Noah Corwin of Wantagh, left, handles Thomas Pawlinga of Burnt...

Noah Corwin of Wantagh, left, handles Thomas Pawlinga of Burnt Hills, right, during the first round of the 2022-23 NYSPHSAA Dual Meet Championships at SRC Arena in Syracuse, N.Y., on Saturday. Credit: Isaiah Vazquez

SYRACUSE — The hopes of a state championship match between Long Island teams came up short by one round.

Wantagh and East Islip’s wrestling teams were each eliminated in the Division I semifinals of the state public school dual meet championships Saturday at SRC Arena and Events Center.

Wantagh lost 36-26 to Starpoint (Pendleton), while Minisink Valley defeated East Islip, 45-13.

Despite the absence of senior Ryan Arbeit due to illness, Wantagh cruised through the early rounds. But Wantagh was forced to shift its lineup to try to fill the void.

“The kids wrestled tough, I was really proud of them,” Wantagh coach Paul Gillespie said. “We need to do a better job of filling in when we have an injury or an illness. We were compromised, but as I tell the kids, there’s no excuses.”

Wantagh defeated Horseheads, 51-15, in the first round and took a 54-15 victory over Burnt Hills to advance to the semifinals.

Gillespie knew Starpoint would present his team with its largest challenge yet.

“It’s going to be a tough match. We’re going to need the kids to really step up,” Gillespie said before the match.

It lived up to the expectations.  Wantagh (29-1) trailed by four points entering the final match at 138 pounds, in which Starpoint’s Griffin LaPlante pinned Dominic Krug in 1:37 to end Wantagh’s run.

“It was a barn burner. It was really great wrestling throughout,” Gillespie said. .

Starpoint (27-0) was the eventual champion, defeating Minisink Valley, 35-27.

“We exceeded all expectations and I’m proud of every single one of my teammates for that,” Wantagh senior Noah Corwin said.

Corwin (31-6) was one of several Wantagh wrestlers to win all three of his matches Saturday. He defeated Landon Grainy via 8-0 major decision at 189 pounds in the semifinals and earned pins at 172 pounds in the early rounds over Liam Levantovich of Horseheads in 1:25 and Burnt Hills’ Thomas Pawlinga in 1:03.

It was Wantagh’s second straight appearance in the tournament and third overall. Wantagh won the title in 2018 and lost to Minisink Valley in last year’s final.

While East Islip fell to Minisink Valley in the semifinals, it made some noise in its first appearance in the tournament.

East Islip lost in the first round, 35-32, against Ballston Spa. With only one team from each three-team pool advancing to the semifinals, East Islip needed some help.

It needed to score as many points as possible in a win against Hilton to hope for a three-way tie. In the must-win match, East Islip racked up six pins en route to a 46-21 victory.

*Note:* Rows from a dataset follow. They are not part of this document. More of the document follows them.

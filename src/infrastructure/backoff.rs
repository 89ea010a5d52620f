// Reconnect backoff - exponential growth with jitter
use rand::Rng;
use std::time::Duration;

pub const BACKOFF_BASE: Duration = Duration::from_secs(1);
pub const BACKOFF_CAP: Duration = Duration::from_secs(30);

/// Jitter envelope applied to every delay, so a fleet of clients does
/// not hammer a recovering endpoint in lockstep.
const JITTER_LOW: f64 = 0.9;
const JITTER_HIGH: f64 = 1.1;

/// Increasing delay between reconnect attempts: doubles from `base` up
/// to `cap`, reset to `base` after every successful connect.
#[derive(Debug)]
pub struct Backoff {
    base: Duration,
    cap: Duration,
    current: Duration,
}

impl Backoff {
    pub fn new(base: Duration, cap: Duration) -> Self {
        Self {
            base,
            cap,
            current: base,
        }
    }

    /// The next delay to sleep before reconnecting. Advances the
    /// internal schedule.
    pub fn next_delay(&mut self) -> Duration {
        let delay = self.current;
        self.current = self.current.saturating_mul(2).min(self.cap);
        jitter(delay)
    }

    /// Back to the base delay, called on every successful open.
    pub fn reset(&mut self) {
        self.current = self.base;
    }
}

impl Default for Backoff {
    fn default() -> Self {
        Self::new(BACKOFF_BASE, BACKOFF_CAP)
    }
}

fn jitter(delay: Duration) -> Duration {
    let factor = rand::rng().random_range(JITTER_LOW..=JITTER_HIGH);
    delay.mul_f64(factor)
}

#[cfg(test)]
mod tests {
    use super::*;

    fn within_jitter(actual: Duration, nominal: Duration) -> bool {
        actual >= nominal.mul_f64(JITTER_LOW) && actual <= nominal.mul_f64(JITTER_HIGH)
    }

    #[test]
    fn test_first_delay_is_base() {
        let mut backoff = Backoff::new(Duration::from_secs(1), Duration::from_secs(30));
        assert!(within_jitter(backoff.next_delay(), Duration::from_secs(1)));
    }

    #[test]
    fn test_doubles_until_cap() {
        let mut backoff = Backoff::new(Duration::from_secs(1), Duration::from_secs(30));
        let mut nominal = 1u64;
        for _ in 0..8 {
            let delay = backoff.next_delay();
            assert!(
                within_jitter(delay, Duration::from_secs(nominal)),
                "delay {delay:?} outside jitter envelope of {nominal}s"
            );
            nominal = (nominal * 2).min(30);
        }
    }

    #[test]
    fn test_cap_is_stable() {
        let mut backoff = Backoff::new(Duration::from_secs(1), Duration::from_secs(30));
        for _ in 0..10 {
            backoff.next_delay();
        }
        for _ in 0..5 {
            assert!(within_jitter(backoff.next_delay(), Duration::from_secs(30)));
        }
    }

    #[test]
    fn test_reset_returns_to_base() {
        let mut backoff = Backoff::new(Duration::from_secs(1), Duration::from_secs(30));
        for _ in 0..6 {
            backoff.next_delay();
        }
        backoff.reset();
        assert!(within_jitter(backoff.next_delay(), Duration::from_secs(1)));
    }
}
use std::path::Path;
use std::sync::atomic::{AtomicUsize, Ordering};
use std::time::Duration;

use futures_util::future::join_all;

use crate::client::HyperbeeClient;
use crate::error::{HyperbeeError, Result};
use crate::poll::PollOptions;
use crate::types::{CreateFileBatchParams, VectorStoreFileBatch};

/// Files uploaded for batch ingestion carry this purpose tag.
const BATCH_FILE_PURPOSE: &str = "assistants";

const DEFAULT_MAX_CONCURRENCY: usize = 5;

/// A local file payload queued for upload.
#[derive(Debug, Clone)]
pub struct FileUpload {
    pub filename: String,
    pub bytes: Vec<u8>,
}

impl FileUpload {
    pub fn new(filename: impl Into<String>, bytes: impl Into<Vec<u8>>) -> Self {
        Self {
            filename: filename.into(),
            bytes: bytes.into(),
        }
    }

    /// Read a payload from disk, using the file name portion of the path.
    pub async fn read(path: impl AsRef<Path>) -> Result<Self> {
        let path = path.as_ref();
        let filename = path
            .file_name()
            .map(|n| n.to_string_lossy().into_owned())
            .unwrap_or_else(|| "file".to_string());
        let bytes = tokio::fs::read(path).await?;
        Ok(Self { filename, bytes })
    }
}

/// Options for [`HyperbeeClient::upload_and_poll`].
#[derive(Debug, Clone, Copy)]
pub struct UploadOptions {
    /// Upper bound on simultaneous uploads. Clamped to the number of
    /// payloads so no idle workers are started.
    pub max_concurrency: usize,
    /// Polling behavior for the batch created after the uploads.
    pub poll: PollOptions,
}

impl Default for UploadOptions {
    fn default() -> Self {
        Self {
            max_concurrency: DEFAULT_MAX_CONCURRENCY,
            poll: PollOptions::default(),
        }
    }
}

impl UploadOptions {
    pub fn new() -> Self {
        Self::default()
    }

    pub fn with_max_concurrency(mut self, limit: usize) -> Self {
        self.max_concurrency = limit;
        self
    }

    pub fn with_poll_interval(mut self, interval: Duration) -> Self {
        self.poll = self.poll.with_interval(interval);
        self
    }
}

fn worker_count(configured: usize, payloads: usize) -> usize {
    configured.max(1).min(payloads)
}

impl HyperbeeClient {
    /// Upload payloads through a bounded worker pool, returning the new
    /// file IDs.
    ///
    /// Workers pull from a shared cursor, so each payload is uploaded
    /// exactly once and at most `max_concurrency` uploads are in flight at
    /// any instant. A failed upload stops its worker from claiming further
    /// payloads; the remaining workers keep draining the queue. Failures
    /// surface only after every worker has finished, as one aggregate
    /// error, and no partial ID list is returned.
    pub async fn upload_files(
        &self,
        files: &[FileUpload],
        options: &UploadOptions,
    ) -> Result<Vec<String>> {
        if files.is_empty() {
            return Err(HyperbeeError::NoFiles);
        }

        let workers = worker_count(options.max_concurrency, files.len());
        let cursor = AtomicUsize::new(0);
        tracing::debug!(files = files.len(), workers, "starting bounded upload");

        let outcomes = join_all((0..workers).map(|_| {
            let cursor = &cursor;
            async move {
                let mut ids = Vec::new();
                loop {
                    let index = cursor.fetch_add(1, Ordering::Relaxed);
                    let Some(file) = files.get(index) else { break };
                    match self.upload_file(file, BATCH_FILE_PURPOSE).await {
                        Ok(object) => ids.push(object.id),
                        Err(e) => return (ids, Some(e)),
                    }
                }
                (ids, None)
            }
        }))
        .await;

        let mut file_ids = Vec::with_capacity(files.len());
        let mut errors = Vec::new();
        for (ids, error) in outcomes {
            file_ids.extend(ids);
            errors.extend(error);
        }

        if errors.is_empty() {
            Ok(file_ids)
        } else {
            // IDs from the successful uploads are dropped with the batch
            // never created; a half-uploaded batch cannot be resumed.
            Err(HyperbeeError::UploadsFailed {
                failed: errors.len(),
                total: files.len(),
                detail: errors
                    .iter()
                    .map(ToString::to_string)
                    .collect::<Vec<_>>()
                    .join("; "),
            })
        }
    }

    /// Upload files concurrently, create a batch from them, and poll the
    /// batch until it settles.
    ///
    /// `existing_file_ids` come first in the batch, in their original
    /// order, followed by the newly uploaded IDs (whose cross-worker order
    /// is unspecified). An upload failure aborts before any batch is
    /// created.
    pub async fn upload_and_poll(
        &self,
        vector_store_id: &str,
        files: &[FileUpload],
        existing_file_ids: Vec<String>,
        options: UploadOptions,
    ) -> Result<VectorStoreFileBatch> {
        let uploaded = self.upload_files(files, &options).await?;

        let mut file_ids = existing_file_ids;
        file_ids.extend(uploaded);
        self.create_batch_and_poll(
            vector_store_id,
            &CreateFileBatchParams::new(file_ids),
            options.poll,
        )
        .await
    }
}

#[cfg(test)]
mod tests {
    use super::*;

    #[test]
    fn test_worker_count_clamps_to_payloads() {
        assert_eq!(worker_count(5, 3), 3);
        assert_eq!(worker_count(5, 7), 5);
        assert_eq!(worker_count(1, 10), 1);
    }

    #[test]
    fn test_worker_count_is_at_least_one() {
        assert_eq!(worker_count(0, 4), 1);
    }

    #[test]
    fn test_upload_options_defaults() {
        let options = UploadOptions::new();
        assert_eq!(options.max_concurrency, 5);
        assert!(options.poll.interval.is_none());
    }

    #[test]
    fn test_upload_options_chaining() {
        let options = UploadOptions::new()
            .with_max_concurrency(3)
            .with_poll_interval(Duration::from_millis(100));
        assert_eq!(options.max_concurrency, 3);
        assert_eq!(options.poll.interval, Some(Duration::from_millis(100)));
    }

    #[test]
    fn test_file_upload_new() {
        let file = FileUpload::new("notes.md", b"# notes".to_vec());
        assert_eq!(file.filename, "notes.md");
        assert_eq!(file.bytes, b"# notes");
    }
}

At that point, all East Islip could do was sit and wait to see if it would advance to the semifinals. It worked out perfectly. In the final qualifying round, Hilton defeated Ballston Spa, 36-34.

In a three-way tie, the team with the most total points advances. Hilton had 57 points and Ballston Spa had 69. East Islip led the way with 78..

“A lot of it is about matchups,” East Islip coach Mike Longobardi said. “We lost our first match because we had a couple of bad matchups. We wrestled much better against Hilton and we felt that they would be a bad matchup for Ballston Spa. It just goes to show that anything can happen.”

“We faced great competition all day,” said junior Sebastian Regis. “We lost our first match, but we bounced right back in the second round. Then we ran into a really great team in Minisink Valley.”

Regis, Rocco DeStefano and Anthony Liedtke accounted for the three matches East Islip won against Minisink Valley (28-1).

Regis (41-1) won all three of his matches at 285 pounds. He pinned Aiden Grove in 52 seconds in the semifinal, pinned Hilton’s Chris Fronczak in 1:34 and won via forfeit against Ballston Spa.

Whether East Islip (26-2) had a huge lead or was in an insurmountable hole, each of its wrestlers fought until the very end. That’s all Longobardi asks of his team.

“It’s more of a mentality thing,” Longobardi said. “We tell our kids, ‘win, lose or draw, you’re fighting for six minutes.’ You can tell that’s what they do when they step on the mat.”